Needed from the data below: every line from the one with "Some(n) if n" up to and including the one with "pub fn function(&self)", repeated exactly and with nothing else.

+---+

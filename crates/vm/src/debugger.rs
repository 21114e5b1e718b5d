//! Stepping debugger controller.
//!
//! A thin layer over [`VM`]: every mutation goes through the engine's own
//! operations, and every query reflects the state after the last completed
//! operation.

use std::io::{Read, Write};

use xvm_common::{Instruction, Program, Value};

use crate::error::RuntimeError;
use crate::execute::{Flow, RunReport};
use crate::machine::{Bindings, VM};
use crate::persist::PersistError;

/// One caller frame as seen from the debugger.
#[derive(Debug, Clone, PartialEq, Eq)]
pub struct FrameInfo {
    /// Function that made the call.
    pub function: String,
    /// Index of the CALL instruction in that function.
    pub return_pc: usize,
}

/// Interactive controller for one VM.
pub struct Debugger {
    vm: VM,
}

impl Debugger {
    pub fn new(vm: VM) -> Self {
        Self { vm }
    }

    /// Read-only view of the engine.
    pub fn vm(&self) -> &VM {
        &self.vm
    }

    pub fn into_vm(self) -> VM {
        self.vm
    }

    /// Load a program. Returns the entry point's instruction count.
    pub fn load(&mut self, program: Program) -> Result<usize, RuntimeError> {
        self.vm.load(program)?;
        Ok(self.vm.code().len())
    }

    /// Execute exactly one instruction.
    pub fn step(&mut self) -> Result<Instruction, RuntimeError> {
        self.vm.step()
    }

    /// Execute one instruction, running any CALL to completion.
    pub fn next(&mut self) -> Result<Instruction, RuntimeError> {
        self.vm.step_over()
    }

    /// Clear the breakpoint flag and run until the next breakpoint or the end.
    pub fn run(&mut self) -> Result<RunReport, RuntimeError> {
        self.run_for(None)
    }

    /// Like [`Debugger::run`] with an optional instruction budget.
    pub fn run_for(&mut self, budget: Option<usize>) -> Result<RunReport, RuntimeError> {
        self.vm.clear_breakpoint();
        self.vm.run_for(budget)
    }

    /// Execute an ad-hoc instruction against the current state.
    ///
    /// A RET or jump that leaves a callee at its end returns to the caller
    /// right away, as a step would.
    pub fn exec(&mut self, instr: &Instruction) -> Result<Flow, RuntimeError> {
        let flow = self.vm.execute(instr)?;
        self.vm.unwind_fallthrough();
        Ok(flow)
    }

    /// The whole stack, or its top `last` values. `None` if the stack holds
    /// fewer than `last` values.
    pub fn stack(&self, last: Option<usize>) -> Option<&[Value]> {
        let stack = self.vm.stack();
        match last {
            None => Some(stack),
            Some(n) if n <= stack.len() => Some(&stack[stack.len() - n..]),
            Some(_) => None,
        }
    }

    pub fn variables(&self) -> &Bindings {
        self.vm.variables()
    }

    /// Look up one variable of the current frame.
    pub fn variable(&self, name: &str) -> Option<&Value> {
        self.vm.variables().get(name)
    }

    /// Caller frames, outermost first.
    pub fn frames(&self) -> Vec<FrameInfo> {
        self.vm
            .frames()
            .iter()
            .map(|frame| FrameInfo {
                function: frame.function.clone(),
                return_pc: frame.return_pc,
            })
            .collect()
    }

    pub fn depth(&self) -> usize {
        self.vm.call_depth()
    }

    pub fn pc(&self) -> usize {
        self.vm.pc()
    }

    pub fn function(&self) -> &str {
        self.vm.function()
    }

    pub fn is_loaded(&self) -> bool {
        self.vm.is_loaded()
    }

    pub fn is_finished(&self) -> bool {
        self.vm.is_finished()
    }

    pub fn is_breakpoint_hit(&self) -> bool {
        self.vm.is_breakpoint_hit()
    }

    pub fn save_stack<W: Write>(&self, writer: W) -> Result<(), PersistError> {
        self.vm.save_stack(writer)
    }

    pub fn restore_stack<R: Read>(&mut self, reader: R) -> Result<(), PersistError> {
        self.vm.restore_stack(reader)
    }

    pub fn save_variables<W: Write>(&self, writer: W) -> Result<(), PersistError> {
        self.vm.save_variables(writer)
    }

    pub fn restore_variables<R: Read>(&mut self, reader: R) -> Result<(), PersistError> {
        self.vm.restore_variables(reader)
    }
}

impl Default for Debugger {
    fn default() -> Self {
        Self::new(VM::default())
    }
}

+---+

### [RESULT BELOW]
            Some(n) if n <= stack.len() => Some(&stack[stack.len() - n..]),
            Some(_) => None,
        }
    }

    pub fn variables(&self) -> &Bindings {
        self.vm.variables()
    }

    /// Look up one variable of the current frame.
    pub fn variable(&self, name: &str) -> Option<&Value> {
        self.vm.variables().get(name)
    }

    /// Caller frames, outermost first.
    pub fn frames(&self) -> Vec<FrameInfo> {
        self.vm
            .frames()
            .iter()
            .map(|frame| FrameInfo {
                function: frame.function.clone(),
                return_pc: frame.return_pc,
            })
            .collect()
    }

    pub fn depth(&self) -> usize {
        self.vm.call_depth()
    }

    pub fn pc(&self) -> usize {
        self.vm.pc()
    }

    pub fn function(&self) -> &str {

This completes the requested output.